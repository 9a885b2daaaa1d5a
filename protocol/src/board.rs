//! 棋盘状态

use std::collections::{BTreeMap, BTreeSet};
use std::fmt;

use serde::{Deserialize, Serialize};

use crate::error::CommandError;
use crate::player::UserId;
use crate::tile::Tile;

/// 棋盘坐标（y 轴向北）
#[derive(Debug, Clone, Copy, PartialEq, Eq, PartialOrd, Ord, Hash, Serialize, Deserialize)]
pub struct Position {
    pub x: i32,
    pub y: i32,
}

impl Position {
    /// 起始板块的位置
    pub const ORIGIN: Position = Position { x: 0, y: 0 };

    pub const fn new(x: i32, y: i32) -> Self {
        Self { x, y }
    }

    /// 相邻格子，坐标越界时为 `None`
    pub fn neighbour(self, direction: Direction) -> Option<Position> {
        let (dx, dy) = direction.offset();
        Some(Position::new(self.x.checked_add(dx)?, self.y.checked_add(dy)?))
    }
}

impl fmt::Display for Position {
    fn fmt(&self, f: &mut fmt::Formatter<'_>) -> fmt::Result {
        write!(f, "({}, {})", self.x, self.y)
    }
}

/// 方向（与板块边的顺序一致）
#[derive(Debug, Clone, Copy, PartialEq, Eq, Hash, Serialize, Deserialize)]
pub enum Direction {
    North = 0,
    East = 1,
    South = 2,
    West = 3,
}

impl Direction {
    pub const ALL: [Direction; 4] = [
        Direction::North,
        Direction::East,
        Direction::South,
        Direction::West,
    ];

    pub fn opposite(self) -> Direction {
        match self {
            Direction::North => Direction::South,
            Direction::East => Direction::West,
            Direction::South => Direction::North,
            Direction::West => Direction::East,
        }
    }

    fn offset(self) -> (i32, i32) {
        match self {
            Direction::North => (0, 1),
            Direction::East => (1, 0),
            Direction::South => (0, -1),
            Direction::West => (-1, 0),
        }
    }
}

/// 顺时针旋转
#[derive(Debug, Clone, Copy, PartialEq, Eq, Hash, Default, Serialize, Deserialize)]
pub enum Rotation {
    #[default]
    R0,
    R90,
    R180,
    R270,
}

impl Rotation {
    pub const ALL: [Rotation; 4] = [Rotation::R0, Rotation::R90, Rotation::R180, Rotation::R270];

    pub fn quarter_turns(self) -> usize {
        match self {
            Rotation::R0 => 0,
            Rotation::R90 => 1,
            Rotation::R180 => 2,
            Rotation::R270 => 3,
        }
    }
}

/// 板块上可以放置米宝的区块
#[derive(Debug, Clone, Copy, PartialEq, Eq, Hash, Serialize, Deserialize)]
pub enum ChunkId {
    Center,
    North,
    East,
    South,
    West,
}

impl ChunkId {
    pub const ALL: [ChunkId; 5] = [
        ChunkId::Center,
        ChunkId::North,
        ChunkId::East,
        ChunkId::South,
        ChunkId::West,
    ];
}

/// 已放置的米宝
#[derive(Debug, Clone, Copy, PartialEq, Eq, Serialize, Deserialize)]
pub struct Meeple {
    pub owner: UserId,
    pub chunk: ChunkId,
}

/// 已放置的板块
#[derive(Debug, Clone, PartialEq, Eq, Serialize, Deserialize)]
pub struct PlacedTile {
    pub tile: Tile,
    pub position: Position,
    pub rotation: Rotation,
    pub meeples: Vec<Meeple>,
}

impl PlacedTile {
    /// 某个区块上的米宝
    pub fn meeple_at(&self, chunk: ChunkId) -> Option<&Meeple> {
        self.meeples.iter().find(|m| m.chunk == chunk)
    }
}

/// 棋盘
///
/// 使用有序表保存，遍历顺序确定，主从两端找到的"第一个空位"一致。
#[derive(Debug, Clone, Default, PartialEq, Eq)]
pub struct Board {
    tiles: BTreeMap<Position, PlacedTile>,
}

impl Board {
    /// 创建空棋盘
    pub fn new() -> Self {
        Self::default()
    }

    /// 从快照中的板块列表重建
    pub fn from_tiles(tiles: impl IntoIterator<Item = PlacedTile>) -> Self {
        Self {
            tiles: tiles.into_iter().map(|t| (t.position, t)).collect(),
        }
    }

    pub fn clear(&mut self) {
        self.tiles.clear();
    }

    pub fn len(&self) -> usize {
        self.tiles.len()
    }

    pub fn is_empty(&self) -> bool {
        self.tiles.is_empty()
    }

    pub fn get(&self, position: Position) -> Option<&PlacedTile> {
        self.tiles.get(&position)
    }

    pub fn get_mut(&mut self, position: Position) -> Option<&mut PlacedTile> {
        self.tiles.get_mut(&position)
    }

    /// 按坐标顺序遍历所有板块
    pub fn tiles(&self) -> impl Iterator<Item = &PlacedTile> {
        self.tiles.values()
    }

    /// 放置起始板块
    pub fn place_starting(&mut self, tile: Tile) {
        self.tiles.insert(
            Position::ORIGIN,
            PlacedTile {
                tile,
                position: Position::ORIGIN,
                rotation: Rotation::R0,
                meeples: Vec::new(),
            },
        );
    }

    /// 检查板块能否放在该位置
    pub fn can_place(&self, tile: &Tile, position: Position, rotation: Rotation) -> bool {
        if self.tiles.contains_key(&position) {
            return false;
        }

        let mut has_neighbour = false;
        for direction in Direction::ALL {
            let neighbour = position
                .neighbour(direction)
                .and_then(|p| self.tiles.get(&p));
            if let Some(neighbour) = neighbour {
                has_neighbour = true;
                let facing = neighbour.tile.edge(direction.opposite(), neighbour.rotation);
                if tile.edge(direction, rotation) != facing {
                    return false;
                }
            }
        }

        has_neighbour
    }

    /// 放置板块
    pub fn place(
        &mut self,
        tile: Tile,
        position: Position,
        rotation: Rotation,
    ) -> Result<&PlacedTile, CommandError> {
        if !self.can_place(&tile, position, rotation) {
            return Err(CommandError::IllegalPlacement { position, rotation });
        }

        Ok(self.tiles.entry(position).or_insert(PlacedTile {
            tile,
            position,
            rotation,
            meeples: Vec::new(),
        }))
    }

    /// 枚举所有合法放置（按棋盘顺序、北东南西、旋转顺序）
    pub fn find_free_places(&self, tile: &Tile) -> Vec<(Position, Rotation)> {
        let mut visited = BTreeSet::new();
        let mut places = Vec::new();

        for placed in self.tiles.values() {
            for direction in Direction::ALL {
                let Some(candidate) = placed.position.neighbour(direction) else {
                    continue;
                };
                if self.tiles.contains_key(&candidate) || !visited.insert(candidate) {
                    continue;
                }
                for rotation in Rotation::ALL {
                    if self.can_place(tile, candidate, rotation) {
                        places.push((candidate, rotation));
                    }
                }
            }
        }

        places
    }

    /// 第一个合法放置
    pub fn first_free_place(&self, tile: &Tile) -> Option<(Position, Rotation)> {
        self.find_free_places(tile).into_iter().next()
    }

    /// 是否存在合法放置
    pub fn has_free_place(&self, tile: &Tile) -> bool {
        self.first_free_place(tile).is_some()
    }
}

#[cfg(test)]
mod tests {
    use super::*;
    use crate::tile::Edge;

    fn tile(edges: [Edge; 4]) -> Tile {
        Tile { config_index: 0, edges, starting: false }
    }

    fn start_board() -> Board {
        let mut board = Board::new();
        board.place_starting(Tile {
            config_index: 0,
            edges: [Edge::Town, Edge::Road, Edge::Field, Edge::Road],
            starting: true,
        });
        board
    }

    #[test]
    fn test_place_requires_neighbour() {
        let board = start_board();
        let road = tile([Edge::Road, Edge::Field, Edge::Road, Edge::Field]);

        assert!(!board.can_place(&road, Position::new(5, 5), Rotation::R0));
    }

    #[test]
    fn test_place_matches_edges() {
        let mut board = start_board();
        let straight = tile([Edge::Road, Edge::Field, Edge::Road, Edge::Field]);

        // 东侧需要朝西的道路：旋转 90 度后道路为东西走向
        assert!(!board.can_place(&straight, Position::new(1, 0), Rotation::R0));
        assert!(board.can_place(&straight, Position::new(1, 0), Rotation::R90));

        board.place(straight, Position::new(1, 0), Rotation::R90).unwrap();
        assert_eq!(board.len(), 2);

        // 已被占用
        let err = board.place(straight, Position::new(1, 0), Rotation::R90).unwrap_err();
        assert!(matches!(err, CommandError::IllegalPlacement { .. }));
    }

    #[test]
    fn test_neighbour_at_coordinate_limits() {
        let corner = Position::new(i32::MAX, i32::MIN);
        assert_eq!(corner.neighbour(Direction::East), None);
        assert_eq!(corner.neighbour(Direction::South), None);
        assert_eq!(
            corner.neighbour(Direction::West),
            Some(Position::new(i32::MAX - 1, i32::MIN))
        );

        let board = start_board();
        let road = tile([Edge::Road, Edge::Field, Edge::Road, Edge::Field]);
        for rotation in Rotation::ALL {
            assert!(!board.can_place(&road, corner, rotation));
        }
    }

    #[test]
    fn test_find_free_places_is_deterministic() {
        let board = start_board();
        let field = tile([Edge::Field; 4]);

        // 只有南侧是草地
        let places = board.find_free_places(&field);
        assert!(!places.is_empty());
        assert!(places.iter().all(|(p, _)| *p == Position::new(0, -1)));
        assert_eq!(board.first_free_place(&field), places.first().copied());
        assert_eq!(places, board.find_free_places(&field));
    }

    #[test]
    fn test_no_free_place() {
        let board = start_board();
        let full_town = tile([Edge::Town; 4]);

        // 北侧的城市边可以接上
        assert!(board.has_free_place(&full_town));

        let mut board = Board::new();
        board.place_starting(tile([Edge::Field; 4]));
        assert!(!board.has_free_place(&full_town));
    }
}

---*---

Task item:
Output the records above exactly, from their first line through the line that contains "pub const ORIGIN: Position", and add nothing.

Solution:
repository 9a885b2daaaa1d5a
filename protocol/src/board.rs
//! 棋盘状态

use std::collections::{BTreeMap, BTreeSet};
use std::fmt;

use serde::{Deserialize, Serialize};

use crate::error::CommandError;
use crate::player::UserId;
use crate::tile::Tile;

/// 棋盘坐标（y 轴向北）
#[derive(Debug, Clone, Copy, PartialEq, Eq, PartialOrd, Ord, Hash, Serialize, Deserialize)]
pub struct Position {
    pub x: i32,
    pub y: i32,
}

impl Position {
    /// 起始板块的位置
    pub const ORIGIN: Position = Position { x: 0, y: 0 };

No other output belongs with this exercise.